Quantitative Susceptibility Mapping (QSM) Algorithms: Mathematical Rationale and Computational Implementations

• Published in: IEEE transactions on biomedical engineering Vol. 64; no. 11; pp. 2531 - 2545
• Main Authors: Kee, Youngwook, Liu, Zhe, Zhou, Liangdong, Dimov, Alexey, Cho, Junghun, de Rochefort, Ludovic, Seo, Jin Keun, Wang, Yi
• Format: Journal Article
• Language: English
• Published: United States IEEE 01.11.2017; The Institute of Electrical and Electronics Engineers, Inc. (IEEE); Institute of Electrical and Electronics Engineers
• Subjects: Algorithms; Bayes methods; Bayes Theorem; Bayesian analysis; Bayesian image reconstruction; Bioengineering; Brain - diagnostic imaging; Computer applications; Computer Science; Computer Simulation; Convolution; Data acquisition; deconvolution; Dipoles; Forward problem; Humans; Ill posed problems; Image acquisition; Image Processing, Computer-Assisted - methods; Imaging; Integrals; Inverse problems; Kernel; Life Sciences; Magnetic fields; Magnetic permeability; Magnetic resonance imaging; Magnetic Resonance Imaging - methods; Magnetic susceptibility; Mapping; Medical Imaging; nonsmooth convex optimization; Partial differential equations; partial differential equations (PDEs); Preconditioning; quantitative susceptibility mapping (QSM); Resource description framework; Shadows; Inverse problems; Magnetic resonance imaging; Partial differential equations; Resource description framework; Bayes methods; Kernel; Magnetic susceptibility; Magnetic Resonance Imaging; snc
• ISSN: 0018-9294; 1558-2531; 1558-2531
• DOI: 10.1109/TBME.2017.2749298

Quantitative susceptibility mapping (QSM) solves the magnetic field-to-magnetization (tissue susceptibility) inverse problem under conditions of noisy and incomplete field data acquired using magnetic resonance imaging.

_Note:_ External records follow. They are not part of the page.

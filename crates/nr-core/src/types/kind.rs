//! Change kinds.
//!
//! A filesystem backend may report several elementary operations in one
//! notification (a file created and written before the event was read, for
//! instance), so a notification carries a [`ChangeKinds`] set rather than a
//! single [`ChangeKind`].

use std::fmt;
use std::str::FromStr;

use serde::{Deserialize, Serialize};
use smallvec::SmallVec;

use crate::error::ConfigError;

/// One elementary change operation.
///
/// Each kind has a canonical upper-case label used on the command line
/// (`--ignore-event CHMOD`) and in log output.
///
/// # Examples
///
/// ```
/// use nr_core::ChangeKind;
///
/// assert_eq!(ChangeKind::Chmod.label(), "CHMOD");
/// assert_eq!("write".parse::<ChangeKind>().ok(), Some(ChangeKind::Write));
/// assert!("touch".parse::<ChangeKind>().is_err());
/// ```
#[derive(Debug, Clone, Copy, PartialEq, Eq, PartialOrd, Ord, Hash, Serialize, Deserialize)]
#[serde(rename_all = "UPPERCASE")]
pub enum ChangeKind {
    /// A new entry appeared.
    Create,
    /// The entry's contents changed.
    Write,
    /// The entry was deleted.
    Remove,
    /// The entry was renamed or moved.
    Rename,
    /// The entry's metadata (permissions, timestamps) changed.
    Chmod,
}

impl ChangeKind {
    /// Every kind, in declaration order.
    pub const ALL: [Self; 5] = [
        Self::Create,
        Self::Write,
        Self::Remove,
        Self::Rename,
        Self::Chmod,
    ];

    /// Returns the canonical upper-case label.
    #[inline]
    #[must_use]
    pub const fn label(self) -> &'static str {
        match self {
            Self::Create => "CREATE",
            Self::Write => "WRITE",
            Self::Remove => "REMOVE",
            Self::Rename => "RENAME",
            Self::Chmod => "CHMOD",
        }
    }
}

impl fmt::Display for ChangeKind {
    fn fmt(&self, f: &mut fmt::Formatter<'_>) -> fmt::Result {
        f.write_str(self.label())
    }
}

impl FromStr for ChangeKind {
    type Err = ConfigError;

    fn from_str(s: &str) -> Result<Self, Self::Err> {
        let trimmed = s.trim();
        Self::ALL
            .into_iter()
            .find(|kind| kind.label().eq_ignore_ascii_case(trimmed))
            .ok_or_else(|| ConfigError::UnknownEventKind(trimmed.to_owned()))
    }
}

/// A small, deduplicated set of [`ChangeKind`]s.
///
/// Kinds are kept in declaration order so the rendered form is stable:
/// `CREATE|WRITE` regardless of the order the backend reported them in.
///
/// # Examples
///
/// ```
/// use nr_core::{ChangeKind, ChangeKinds};
///
/// let kinds: ChangeKinds = [ChangeKind::Write, ChangeKind::Create, ChangeKind::Write]
///     .into_iter()
///     .collect();
/// assert_eq!(kinds.len(), 2);
/// assert_eq!(kinds.to_string(), "CREATE|WRITE");
/// ```
#[derive(Debug, Clone, Default, PartialEq, Eq, Hash)]
pub struct ChangeKinds(SmallVec<[ChangeKind; 4]>);

impl ChangeKinds {
    /// Creates an empty set.
    #[inline]
    #[must_use]
    pub fn new() -> Self {
        Self(SmallVec::new())
    }

    /// Creates a set holding exactly one kind.
    #[inline]
    #[must_use]
    pub fn single(kind: ChangeKind) -> Self {
        let mut kinds = Self::new();
        kinds.insert(kind);
        kinds
    }

    /// Adds a kind. Returns `false` if it was already present.
    pub fn insert(&mut self, kind: ChangeKind) -> bool {
        match self.0.binary_search(&kind) {
            Ok(_) => false,
            Err(pos) => {
                self.0.insert(pos, kind);
                true
            }
        }
    }

    /// Returns `true` if the set contains `kind`.
    #[inline]
    #[must_use]
    pub fn contains(&self, kind: ChangeKind) -> bool {
        self.0.binary_search(&kind).is_ok()
    }

    /// Returns the number of kinds in the set.
    #[inline]
    #[must_use]
    pub fn len(&self) -> usize {
        self.0.len()
    }

    /// Returns `true` if the set is empty.
    #[inline]
    #[must_use]
    pub fn is_empty(&self) -> bool {
        self.0.is_empty()
    }

    /// Iterates the kinds in declaration order.
    #[inline]
    pub fn iter(&self) -> impl Iterator<Item = ChangeKind> + '_ {
        self.0.iter().copied()
    }
}

impl FromIterator<ChangeKind> for ChangeKinds {
    fn from_iter<I: IntoIterator<Item = ChangeKind>>(iter: I) -> Self {
        let mut kinds = Self::new();
        for kind in iter {
            kinds.insert(kind);
        }
        kinds
    }
}

impl From<ChangeKind> for ChangeKinds {
    fn from(kind: ChangeKind) -> Self {
        Self::single(kind)
    }
}

impl fmt::Display for ChangeKinds {
    fn fmt(&self, f: &mut fmt::Formatter<'_>) -> fmt::Result {
        for (i, kind) in self.0.iter().enumerate() {
            if i > 0 {
                f.write_str("|")?;
            }
            f.write_str(kind.label())?;
        }
        Ok(())
    }
}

Therefore, sophisticated algorithms are necessary to treat the ill-posed nature of the problem and are reviewed here. The forward problem is typically presented as an integral form, where the field is the convolution of the dipole kernel and tissue susceptibility distribution. This integral form can be equivalently written as a partial differential equation (PDE). Algorithmic challenges are to reduce streaking and shadow artifacts characterized by the fundamental solution of the PDE. Bayesian maximum a posteriori estimation can be employed to solve the inverse problem, where morphological and relevant biomedical knowledge (specific to the imaging situation) are used as priors. As the cost functions in Bayesian QSM framework are typically convex, solutions can be robustly computed using a gradient-based optimization algorithm. Moreover, one can not only accelerate Bayesian QSM, but also increase its effectiveness at reducing shadows using prior knowledge based preconditioners. Improving the efficiency of QSM is under active development, and a rigorous analysis of preconditioning needs to be carried out for further investigation.